Evalee Gress egress at usinfotech.com
Thu May 18 09:04:59 EDT 2017

I'm the only employee (that I know of) that's getting this error. 

Do different certificates apply to individual employees?

Just trying to understand how the issue seems to be affecting only me.


-----Original Message-----
From: David Woolley [mailto:forums at david-woolley.me.uk] 
Sent: Thursday, May 18, 2017 9:00 AM
To: Evalee Gress; support at pidgin.im
Subject: Re: Certificate could not be validated

On 18/05/17 13:30, Evalee Gress wrote:
> Could this be due to a Microsoft update?
Most unlikely.  A Microsoft update might remove trust for a root certificate, but the error you are getting is that the certificate is expired.

> When I asked my IT dept. about this, they said they thought it might be due to a Microsoft update. Is that possible?

When it comes to security, IT departments shouldn't be guessing! 
However, if you are using the machine for the companies purposes, you can act on their advice to ignore the error, as it is the company's security that is at risk, so they have the right to decide when to ignore warnings.

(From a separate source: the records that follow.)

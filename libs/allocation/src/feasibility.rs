//! Feasibility check run before a plan may be exported.
//!
//! Stake for increases and additions can only come from the reserve plus
//! whatever is being removed or decreased elsewhere:
//!
//! ```text
//! increased ≤ reserve + removed + decreased + tolerance
//! Σ target  ≥ active × min_stake_per_validator − tolerance
//! ```
//!
//! A failed check is a normal result carrying its diagnostics, not an error.

use serde::{Deserialize, Serialize};
use stakeplan_id::VoteAccount;

use crate::precision::{round_to_precision, TOLERANCE};
use crate::state::Allocation;

/// Tunable limits for the feasibility check.
#[derive(Debug, Clone, Copy, PartialEq, Serialize, Deserialize)]
#[serde(rename_all = "camelCase")]
pub struct FeasibilityPolicy {
    /// Minimum operable stake per active validator, in whole coins.
    pub min_stake_per_validator: f64,

    /// Slack absorbing floating point rounding in aggregate comparisons.
    pub tolerance: f64,
}

impl Default for FeasibilityPolicy {
    fn default() -> Self {
        Self {
            min_stake_per_validator: 1.0,
            tolerance: TOLERANCE,
        }
    }
}

impl FeasibilityPolicy {
    pub fn with_min_stake(min_stake_per_validator: f64) -> Self {
        Self {
            min_stake_per_validator,
            ..Self::default()
        }
    }
}

/// A rule the allocation breaks.
#[derive(Debug, Clone, PartialEq, Serialize, Deserialize)]
#[serde(tag = "rule", rename_all = "snake_case")]
pub enum Violation {
    /// Increases and additions need more stake than is being freed.
    InsufficientLiquidity { required: f64, available: f64 },

    /// Targets do not cover the per-validator minimum.
    BelowMinimumStake { total_target: f64, minimum_required: f64 },

    /// A target is negative or not a number.
    NegativeTarget { identity: VoteAccount, target: f64 },
}

impl Violation {
    /// How far the allocation is from satisfying the rule.
    pub fn shortfall(&self) -> f64 {
        match self {
            Violation::InsufficientLiquidity {
                required,
                available,
            } => round_to_precision(required - available),
            Violation::BelowMinimumStake {
                total_target,
                minimum_required,
            } => round_to_precision(minimum_required - total_target),
            Violation::NegativeTarget { target, .. } => -target,
        }
    }
}

impl std::fmt::Display for Violation {
    fn fmt(&self, f: &mut std::fmt::Formatter<'_>) -> std::fmt::Result {
        match self {
            Violation::InsufficientLiquidity {
                required,
                available,
            } => write!(
                f,
                "insufficient liquidity: increases need {required:.9} but only {available:.9} is available (short by {:.9})",
                self.shortfall()
            ),
            Violation::BelowMinimumStake {
                total_target,
                minimum_required,
            } => write!(
                f,
                "below minimum stake: targets total {total_target:.9} but active validators need at least {minimum_required:.9} (short by {:.9})",
                self.shortfall()
            ),
            Violation::NegativeTarget { identity, target } => {
                write!(f, "negative target: {identity} has target {target}")
            }
        }
    }
}

/// Totals computed by the feasibility check and the rules that failed.
#[derive(Debug, Clone, PartialEq, Serialize, Deserialize)]
#[serde(rename_all = "camelCase")]
pub struct FeasibilityReport {
    pub total_current: f64,
    pub total_target: f64,
    pub removed_stake: f64,
    pub decreased_stake: f64,
    pub increased_stake: f64,
    pub reserve_balance: f64,
    pub available_reserve: f64,
    pub active_validators: usize,
    pub minimum_required: f64,
    #[serde(default, skip_serializing_if = "Vec::is_empty")]
    pub violations: Vec<Violation>,
}

impl FeasibilityReport {
    pub fn is_feasible(&self) -> bool {
        self.violations.is_empty()
    }

    /// Reserve left over once every increase is funded. Negative when the
    /// plan is short.
    pub fn headroom(&self) -> f64 {
        round_to_precision(self.available_reserve - self.increased_stake)
    }
}

impl std::fmt::Display for FeasibilityReport {
    fn fmt(&self, f: &mut std::fmt::Formatter<'_>) -> std::fmt::Result {
        if self.is_feasible() {
            return write!(
                f,
                "feasible: {:.9} of increases funded from {:.9} available ({} active validators)",
                self.increased_stake, self.available_reserve, self.active_validators
            );
        }
        for (i, violation) in self.violations.iter().enumerate() {
            if i > 0 {
                writeln!(f)?;
            }
            write!(f, "- {violation}")?;
        }
        Ok(())
    }
}

/// Checks whether the allocation's targets can be funded.
pub fn validate(allocation: &Allocation, policy: &FeasibilityPolicy) -> FeasibilityReport {
    let mut total_current = 0.0;
    let mut total_target = 0.0;
    let mut removed_stake = 0.0;
    let mut decreased_stake = 0.0;
    let mut increased_stake = 0.0;
    let mut active_validators = 0usize;
    let mut violations = Vec::new();

    for record in allocation.records() {
        let current = record.current_balance();
        let target = record.target_balance();

        if record.is_existing() {
            total_current += current;
        }

        if record.is_removed() {
            removed_stake += current;
            continue;
        }

        if !target.is_finite() || target < 0.0 {
            violations.push(Violation::NegativeTarget {
                identity: record.identity().clone(),
                target,
            });
        }

        active_validators += 1;
        total_target += target;
        if record.is_proposed() {
            increased_stake += target;
        } else if target > current {
            increased_stake += target - current;
        } else {
            decreased_stake += current - target;
        }
    }

    let reserve_balance = allocation.reserve().balance;
    let total_current = round_to_precision(total_current);
    let total_target = round_to_precision(total_target);
    let removed_stake = round_to_precision(removed_stake);
    let decreased_stake = round_to_precision(decreased_stake);
    let increased_stake = round_to_precision(increased_stake);
    let available_reserve = round_to_precision(reserve_balance + removed_stake + decreased_stake);
    let minimum_required =
        round_to_precision(active_validators as f64 * policy.min_stake_per_validator);

    if increased_stake > available_reserve + policy.tolerance {
        violations.push(Violation::InsufficientLiquidity {
            required: increased_stake,
            available: available_reserve,
        });
    }

    if total_target < minimum_required - policy.tolerance {
        violations.push(Violation::BelowMinimumStake {
            total_target,
            minimum_required,
        });
    }

    FeasibilityReport {
        total_current,
        total_target,
        removed_stake,
        decreased_stake,
        increased_stake,
        reserve_balance,
        available_reserve,
        active_validators,
        minimum_required,
        violations,
    }
}
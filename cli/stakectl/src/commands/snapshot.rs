//! Snapshot command (fetch and show the pool snapshot).

use std::path::PathBuf;

use anyhow::Result;
use clap::Args;
use serde::Serialize;
use stakeplan_allocation::{Snapshot, SnapshotValidator};
use tabled::Tabled;

use crate::output::{
    format_amount, print_info, print_output, print_single, print_success, print_warning,
    OutputFormat,
};
use crate::provider::{write_snapshot, SnapshotOrigin};

use super::CommandContext;

/// Snapshot command - show what the provider reports for the pool.
#[derive(Debug, Args)]
pub struct SnapshotCommand {
    /// Read the snapshot from a file instead of the provider.
    #[arg(long)]
    file: Option<PathBuf>,

    /// Also save the snapshot to this file.
    #[arg(long)]
    save: Option<PathBuf>,
}

#[derive(Debug, Serialize, Tabled)]
struct SnapshotRow {
    #[tabled(rename = "#")]
    index: usize,
    #[tabled(rename = "Validator")]
    name: String,
    #[tabled(rename = "Vote account")]
    vote_account: String,
    #[tabled(rename = "Active")]
    active: String,
    #[tabled(rename = "Transient")]
    transient: String,
}

impl SnapshotRow {
    fn new(index: usize, validator: &SnapshotValidator) -> Self {
        Self {
            index: index + 1,
            name: validator.name.clone().unwrap_or_else(|| "-".to_string()),
            vote_account: validator.vote_account.to_string(),
            active: format_amount(validator.active_balance),
            transient: format_amount(validator.transient_balance),
        }
    }
}

impl SnapshotCommand {
    pub async fn run(self, ctx: CommandContext) -> Result<()> {
        let loaded = ctx.load_snapshot(self.file.as_deref()).await?;
        if loaded.origin == SnapshotOrigin::Cached {
            print_warning("Provider unreachable; showing the last cached snapshot.");
        }
        let snapshot = loaded.snapshot;
        snapshot.check()?;

        match ctx.format {
            OutputFormat::Json => print_single(&snapshot),
            OutputFormat::Table => print_snapshot(&snapshot),
        }

        if let Some(path) = &self.save {
            write_snapshot(path, &snapshot)?;
            print_success(&format!("Snapshot saved to {}", path.display()));
        }

        Ok(())
    }
}

fn print_snapshot(snapshot: &Snapshot) {
    let rows: Vec<SnapshotRow> = snapshot
        .validators
        .iter()
        .enumerate()
        .map(|(i, v)| SnapshotRow::new(i, v))
        .collect();
    print_output(&rows, OutputFormat::Table);

    print_info(&format!(
        "Reserve {} holds {}; validators hold {} active, {} transient",
        snapshot.reserve_account_id,
        format_amount(snapshot.reserve_balance),
        format_amount(snapshot.total_active()),
        format_amount(snapshot.total_transient()),
    ));
    if let Some(fetched_at) = snapshot.fetched_at {
        print_info(&format!("Fetched at {}", fetched_at.to_rfc3339()));
    }
}
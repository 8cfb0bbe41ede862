//! stakeplan - interactive stake redistribution planner
//!
//! Loads a stake pool snapshot, lets the operator edit per-validator targets,
//! checks that the result can be funded and writes a plan file for execution
//! tooling.

use anyhow::Result;
use clap::Parser;

use stakectl::commands::Cli;
use stakectl::{error, logging};

#[tokio::main]
async fn main() -> Result<()> {
    let cli = Cli::parse();

    logging::init(cli.verbose, cli.log_json);

    if let Err(e) = cli.run().await {
        error::print_error(&e);
        std::process::exit(1);
    }

    Ok(())
}
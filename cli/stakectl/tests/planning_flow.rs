//! Snapshot provider → session → plan file, against a mock provider.

use std::time::Duration;

use serde_json::json;
use stakectl::error::CliError;
use stakectl::export::{read_plan, write_plan, OperationKind, PlanDocument};
use stakectl::names::{apply_names, HttpNameResolver};
use stakectl::provider::{
    load_snapshot, HttpSnapshotProvider, SnapshotCache, SnapshotOrigin,
};
use stakectl::session::{Session, SessionOutcome};
use stakeplan_allocation::FeasibilityPolicy;
use stakeplan_id::{PoolAddress, ReserveAccount, StakeAccount, VoteAccount};
use wiremock::matchers::{method, path};
use wiremock::{Mock, MockServer, ResponseTemplate};

fn pool() -> PoolAddress {
    PoolAddress::from_bytes(&[11; 32])
}

fn vote(n: u8) -> VoteAccount {
    VoteAccount::from_bytes(&[n; 32])
}

fn snapshot_body() -> serde_json::Value {
    let validator = |n: u8, active: f64| {
        json!({
            "voteAccount": vote(n).to_string(),
            "stakeAccount": StakeAccount::from_bytes(&[n + 50; 32]).to_string(),
            "activeBalance": active,
            "transientStakeAccount": StakeAccount::from_bytes(&[n + 100; 32]).to_string(),
            "transientBalance": 0.0,
        })
    };
    json!({
        "reserveAccountId": ReserveAccount::from_bytes(&[200; 32]).to_string(),
        "reserveBalance": 0.0,
        "validators": [validator(1, 1000.0), validator(2, 500.0)],
    })
}

fn snapshot_path() -> String {
    format!("/pools/{}/snapshot", pool())
}

fn provider(server: &MockServer) -> HttpSnapshotProvider {
    HttpSnapshotProvider::new(&server.uri(), pool(), Duration::from_secs(5)).unwrap()
}

#[tokio::test]
async fn test_plan_from_live_snapshot() {
    let server = MockServer::start().await;
    Mock::given(method("GET"))
        .and(path(snapshot_path()))
        .respond_with(ResponseTemplate::new(200).set_body_json(snapshot_body()))
        .expect(1)
        .mount(&server)
        .await;
    Mock::given(method("GET"))
        .and(path("/names"))
        .respond_with(ResponseTemplate::new(200).set_body_json(json!([
            { "voteAccount": vote(1).to_string(), "name": "Alpha" },
            { "voteAccount": vote(2).to_string(), "name": "Beta" },
            { "voteAccount": "garbage", "name": "Ignored" },
        ])))
        .mount(&server)
        .await;

    let cache_dir = tempfile::tempdir().unwrap();
    let cache = SnapshotCache::new(cache_dir.path());
    let pool = pool();

    let provider = provider(&server);
    let loaded = load_snapshot(&provider, Some((&cache, &pool))).await.unwrap();
    assert_eq!(loaded.origin, SnapshotOrigin::Live);
    assert_eq!(loaded.snapshot.pool_address, Some(pool.clone()));
    assert!(loaded.snapshot.fetched_at.is_some());

    let mut allocation = loaded.snapshot.to_allocation().unwrap();
    let resolver =
        HttpNameResolver::new(&format!("{}/names", server.uri()), Duration::from_secs(5)).unwrap();
    assert_eq!(apply_names(&mut allocation, &resolver).await, 2);

    let mut out = Vec::new();
    let mut session = Session::new(allocation, FeasibilityPolicy::default(), &mut out)
        .with_pool(loaded.snapshot.pool_address.clone());
    let outcome = session.run("# drop Alpha\nr 1\nb\nv\ne\n".as_bytes()).unwrap();
    let output = String::from_utf8(out).unwrap();
    assert!(output.contains("Alpha: marked for removal"), "{output}");

    let SessionOutcome::Exported(plan) = outcome else {
        panic!("session did not export:\n{output}");
    };
    assert_eq!(plan.pool, Some(pool.clone()));

    let out_dir = tempfile::tempdir().unwrap();
    let document = PlanDocument::new(*plan).unwrap();
    let written = write_plan(&document, out_dir.path()).unwrap();

    let reread = read_plan(&written).unwrap();
    reread.verify().unwrap();
    let kinds: Vec<_> = reread.operations.iter().map(|op| op.kind).collect();
    assert_eq!(kinds, vec![OperationKind::Remove, OperationKind::Increase]);
    assert_eq!(reread.operations[1].vote_account, vote(2));
    assert_eq!(reread.operations[1].lamports, 1_000_000_000_000);

    // the live fetch was cached for next time
    assert!(cache.load(&pool).is_some());
}

#[tokio::test]
async fn test_provider_outage_uses_cache() {
    let server = MockServer::start().await;
    Mock::given(method("GET"))
        .and(path(snapshot_path()))
        .respond_with(ResponseTemplate::new(503))
        .mount(&server)
        .await;

    let cache_dir = tempfile::tempdir().unwrap();
    let cache = SnapshotCache::new(cache_dir.path());
    let pool = pool();
    let provider = provider(&server);

    let err = load_snapshot(&provider, Some((&cache, &pool)))
        .await
        .unwrap_err();
    assert!(matches!(err, CliError::SnapshotUnavailable { .. }), "{err}");

    let cached = serde_json::from_value(snapshot_body()).unwrap();
    cache.store(&pool, &cached).unwrap();

    let loaded = load_snapshot(&provider, Some((&cache, &pool))).await.unwrap();
    assert_eq!(loaded.origin, SnapshotOrigin::Cached);
    assert_eq!(loaded.snapshot.validators.len(), 2);
}

#[tokio::test]
async fn test_name_service_outage_is_ignored() {
    let server = MockServer::start().await;
    Mock::given(method("GET"))
        .and(path("/names"))
        .respond_with(ResponseTemplate::new(500))
        .mount(&server)
        .await;

    let snapshot: stakeplan_allocation::Snapshot =
        serde_json::from_value(snapshot_body()).unwrap();
    let mut allocation = snapshot.to_allocation().unwrap();
    let resolver =
        HttpNameResolver::new(&format!("{}/names", server.uri()), Duration::from_secs(5)).unwrap();

    assert_eq!(apply_names(&mut allocation, &resolver).await, 0);
    assert!(allocation.records().iter().all(|r| r.display_name().is_none()));
}

#[tokio::test]
async fn test_infeasible_session_never_exports() {
    let snapshot: stakeplan_allocation::Snapshot =
        serde_json::from_value(snapshot_body()).unwrap();
    let allocation = snapshot.to_allocation().unwrap();

    let mut out = Vec::new();
    let mut session = Session::new(allocation, FeasibilityPolicy::default(), &mut out);
    let outcome = session.run("+ 1 10\ne\nq\n".as_bytes()).unwrap();

    assert_eq!(outcome, SessionOutcome::Quit);
    let output = String::from_utf8(out).unwrap();
    assert!(output.contains("nothing exported"));
}
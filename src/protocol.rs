use serde::{Deserialize, Serialize};

use crate::config::MqttConfig;
use crate::telemetry::HeartRateStats;

/// MQTT delivery guarantee, serialized as its numeric level.
#[repr(u8)]
#[derive(Debug, Clone, Copy, PartialEq, Eq, Serialize, Deserialize)]
#[serde(try_from = "u8", into = "u8")]
pub enum Qos {
    AtMostOnce = 0,
    AtLeastOnce = 1,
    ExactlyOnce = 2,
}

impl TryFrom<u8> for Qos {
    type Error = String;

    fn try_from(level: u8) -> Result<Self, Self::Error> {
        match level {
            0 => Ok(Qos::AtMostOnce),
            1 => Ok(Qos::AtLeastOnce),
            2 => Ok(Qos::ExactlyOnce),
            other => Err(format!("invalid QoS level {other}")),
        }
    }
}

impl From<Qos> for u8 {
    fn from(qos: Qos) -> Self {
        qos as u8
    }
}

/// The three statistics published per window.
#[derive(Debug, Clone, Copy, PartialEq, Eq)]
pub enum HrMetric {
    Max,
    Mid,
    Min,
}

impl HrMetric {
    pub const ALL: [HrMetric; 3] = [HrMetric::Max, HrMetric::Mid, HrMetric::Min];

    pub fn topic(&self, mqtt: &MqttConfig) -> String {
        match self {
            HrMetric::Max => mqtt.max_hr_topic(),
            HrMetric::Mid => mqtt.mid_hr_topic(),
            HrMetric::Min => mqtt.min_hr_topic(),
        }
    }

    pub fn value(&self, stats: &HeartRateStats) -> f32 {
        match self {
            HrMetric::Max => stats.max,
            HrMetric::Mid => stats.mid,
            HrMetric::Min => stats.min,
        }
    }
}

#[derive(Debug, Clone, PartialEq)]
pub struct UplinkMessage {
    pub topic: String,
    pub payload: String,
    pub qos: Qos,
    pub retained: bool,
}

impl UplinkMessage {
    /// Payload as the hex string the modem's publish command expects.
    pub fn hex_payload(&self) -> String {
        hex::encode_upper(self.payload.as_bytes())
    }
}

/// Build the max / mid / min messages for a closed window.
pub fn build_messages(stats: &HeartRateStats, mqtt: &MqttConfig) -> Vec<UplinkMessage> {
    HrMetric::ALL
        .iter()
        .map(|metric| UplinkMessage {
            topic: metric.topic(mqtt),
            payload: format_value(metric.value(stats)),
            qos: mqtt.qos,
            retained: mqtt.retained,
        })
        .collect()
}

// Rounded to one decimal; whole results go out without a fraction
fn format_value(value: f32) -> String {
    let rounded = (value * 10.0).round() / 10.0;
    if rounded.fract() == 0.0 {
        format!("{}", rounded as i64)
    } else {
        format!("{:.1}", rounded)
    }
}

Certificates have a limited life because of similar reasons to those for which credit and debit cards get replaced.  The longer a particular certificate is in use, the longer the bad guys have to break the encryption.  Also, flaws can be found in the methods used, and new certificates allow believed safer methods to be used; this has actually happened.

If the company doesn't need security for this application, beyond that which applies to the whole network, they should disable encryption, unless the server does not allow that.

> Other than that, they didn't know what could be causing the problem.

The problem is very clear.  They have failed to replace the server certificate before it expired.  I am definitely concerned that the IT department was unable to understand that error.